Assigned task:
List all the lines in these records that hold "clippy".

Data to process:
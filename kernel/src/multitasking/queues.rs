// Copyright 2022 The Firefly Authors.
//
// Use of this source code is governed by a BSD 3-clause
// license that can be found in the LICENSE file.

//! Implements the thread queues used for scheduling and blocking.
//!
//! A [`ThreadQueue`] holds thread ids in FIFO order. Queue membership is
//! by id, with the thread objects themselves owned by the all-threads
//! table; a thread sits on at most one queue at a time, which the
//! scheduler preserves by only enqueueing a thread when it makes it
//! runnable or blocks it.
//!
//! A [`WaitQueue`] associates a `ThreadQueue` with a blocking object,
//! such as a mutex, semaphore, or device. Wait queues are FIFO in
//! membership, but waking one thread picks the highest-priority waiter.

use crate::thread::ThreadId;
use alloc::collections::VecDeque;
use spin::Mutex;

/// A FIFO queue of threads.
///
#[derive(Debug, Default)]
pub struct ThreadQueue {
    ids: VecDeque<ThreadId>,
}

impl ThreadQueue {
    /// Returns a new, empty queue.
    ///
    pub fn new() -> Self {
        ThreadQueue {
            ids: VecDeque::new(),
        }
    }

    /// Appends the given thread to the back of the queue.
    ///
    pub fn push(&mut self, thread: ThreadId) {
        debug_assert!(!self.ids.contains(&thread));
        self.ids.push_back(thread);
    }

    /// Removes and returns the thread at the front of the
    /// queue.
    ///
    pub fn pop(&mut self) -> Option<ThreadId> {
        self.ids.pop_front()
    }

    /// Removes the given thread from the queue, wherever
    /// it sits.
    ///
    pub fn remove(&mut self, thread: ThreadId) {
        self.ids.retain(|&id| id != thread);
    }

    /// Moves every thread in `other` onto the back of this
    /// queue, preserving their order. `other` is left
    /// empty.
    ///
    pub fn append(&mut self, other: &mut ThreadQueue) {
        self.ids.append(&mut other.ids);
    }

    /// Returns the thread with the maximum priority, as
    /// reported by `priority_of`, without removing it.
    /// Ties break in traversal order, so equal-priority
    /// threads are served FIFO.
    ///
    pub fn find_best<F>(&self, priority_of: F) -> Option<ThreadId>
    where
        F: Fn(ThreadId) -> i32,
    {
        let mut best: Option<(ThreadId, i32)> = None;
        for &id in self.ids.iter() {
            let priority = priority_of(id);
            match best {
                Some((_, best_priority)) if priority <= best_priority => {}
                _ => best = Some((id, priority)),
            }
        }

        best.map(|(id, _)| id)
    }

    /// Returns whether the given thread is in the queue.
    ///
    pub fn contains(&self, thread: ThreadId) -> bool {
        self.ids.contains(&thread)
    }

    /// Returns whether the queue is empty.
    ///
    pub fn is_empty(&self) -> bool {
        self.ids.is_empty()
    }

    /// Returns the number of threads in the queue.
    ///
    pub fn len(&self) -> usize {
        self.ids.len()
    }

    /// Removes and returns every thread in the queue.
    ///
    pub fn drain(&mut self) -> VecDeque<ThreadId> {
        core::mem::take(&mut self.ids)
    }
}

/// A queue of threads blocked on one object.
///
/// The inner queue is only touched inside atomic sections,
/// so the spin lock never spins in practice; it exists to
/// make the shared structure safe to name from several
/// threads.
///
#[derive(Debug, Default)]
pub struct WaitQueue {
    inner: Mutex<ThreadQueue>,
}

impl WaitQueue {
    /// Returns a new, empty wait queue.
    ///
    pub fn new() -> Self {
        WaitQueue {
            inner: Mutex::new(ThreadQueue::new()),
        }
    }

    /// Runs the given closure with the underlying queue.
    ///
    /// The caller must be in an atomic section.
    ///
    pub(crate) fn with<F, R>(&self, f: F) -> R
    where
        F: FnOnce(&mut ThreadQueue) -> R,
    {
        debug_assert!(interrupts::in_atomic_section());
        let mut queue = self.inner.lock();
        f(&mut queue)
    }

    /// Returns whether no threads are waiting.
    ///
    /// The caller must be in an atomic section.
    ///
    pub fn is_empty(&self) -> bool {
        self.with(|queue| queue.is_empty())
    }
}

#[cfg(test)]
mod tests {
    use super::ThreadQueue;
    use crate::thread::ThreadId;

    #[test]
    fn test_fifo_order() {
        let mut queue = ThreadQueue::new();
        queue.push(ThreadId(1));
        queue.push(ThreadId(2));
        queue.push(ThreadId(3));

        assert_eq!(queue.pop(), Some(ThreadId(1)));
        assert_eq!(queue.pop(), Some(ThreadId(2)));
        assert_eq!(queue.pop(), Some(ThreadId(3)));
        assert_eq!(queue.pop(), None);
    }

    #[test]
    fn test_remove() {
        let mut queue = ThreadQueue::new();
        queue.push(ThreadId(1));
        queue.push(ThreadId(2));
        queue.push(ThreadId(3));

        queue.remove(ThreadId(2));
        assert!(!queue.contains(ThreadId(2)));
        assert_eq!(queue.len(), 2);
        assert_eq!(queue.pop(), Some(ThreadId(1)));
        assert_eq!(queue.pop(), Some(ThreadId(3)));
    }

    #[test]
    fn test_append_preserves_order() {
        let mut queue = ThreadQueue::new();
        queue.push(ThreadId(1));

        let mut other = ThreadQueue::new();
        other.push(ThreadId(2));
        other.push(ThreadId(3));

        queue.append(&mut other);
        assert!(other.is_empty());
        assert_eq!(queue.pop(), Some(ThreadId(1)));
        assert_eq!(queue.pop(), Some(ThreadId(2)));
        assert_eq!(queue.pop(), Some(ThreadId(3)));
    }

    #[test]
    fn test_find_best_breaks_ties_fifo() {
        let mut queue = ThreadQueue::new();
        queue.push(ThreadId(1));
        queue.push(ThreadId(2));
        queue.push(ThreadId(3));

        // Thread 2 has the highest priority.
        let best = queue.find_best(|id| if id == ThreadId(2) { 10 } else { 5 });
        assert_eq!(best, Some(ThreadId(2)));

        // All equal: the first queued wins.
        let best = queue.find_best(|_| 5);
        assert_eq!(best, Some(ThreadId(1)));

        assert_eq!(ThreadQueue::new().find_best(|_| 0), None);
    }
}
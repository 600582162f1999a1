// Copyright 2022 The Firefly Authors.
//
// Use of this source code is governed by a BSD 3-clause
// license that can be found in the LICENSE file.

//! Handles the hardware timer for regular ticks.
//!
//! This crate programs the [Programmable Interval Timer](https://en.wikipedia.org/wiki/Programmable_interval_timer)
//! (PIT) and maintains the kernel's monotonic tick counter. The counter
//! is incremented once per timer interrupt by the kernel's timer handler
//! and is the time base for scheduling quanta and the `get_time_of_day`
//! syscall.

#![no_std]
#![deny(clippy::return_self_not_must_use)]
#![deny(clippy::single_char_lifetime_names)]
#![deny(clippy::wildcard_imports)]

mod ticker;

pub use ticker::tick;
pub use ticker::ticks;
pub use ticker::TICKS_PER_SECOND;

/// Initialise the time functionality.
///
/// `init` sets the PIT's timer frequency to
/// [`TICKS_PER_SECOND`] Hz. The tick counter does not advance
/// until the kernel registers a handler for the timer IRQ.
///
pub fn init() {
    ticker::init();
}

Task solution:
#![deny(clippy::return_self_not_must_use)]
#![deny(clippy::single_char_lifetime_names)]
#![deny(clippy::wildcard_imports)]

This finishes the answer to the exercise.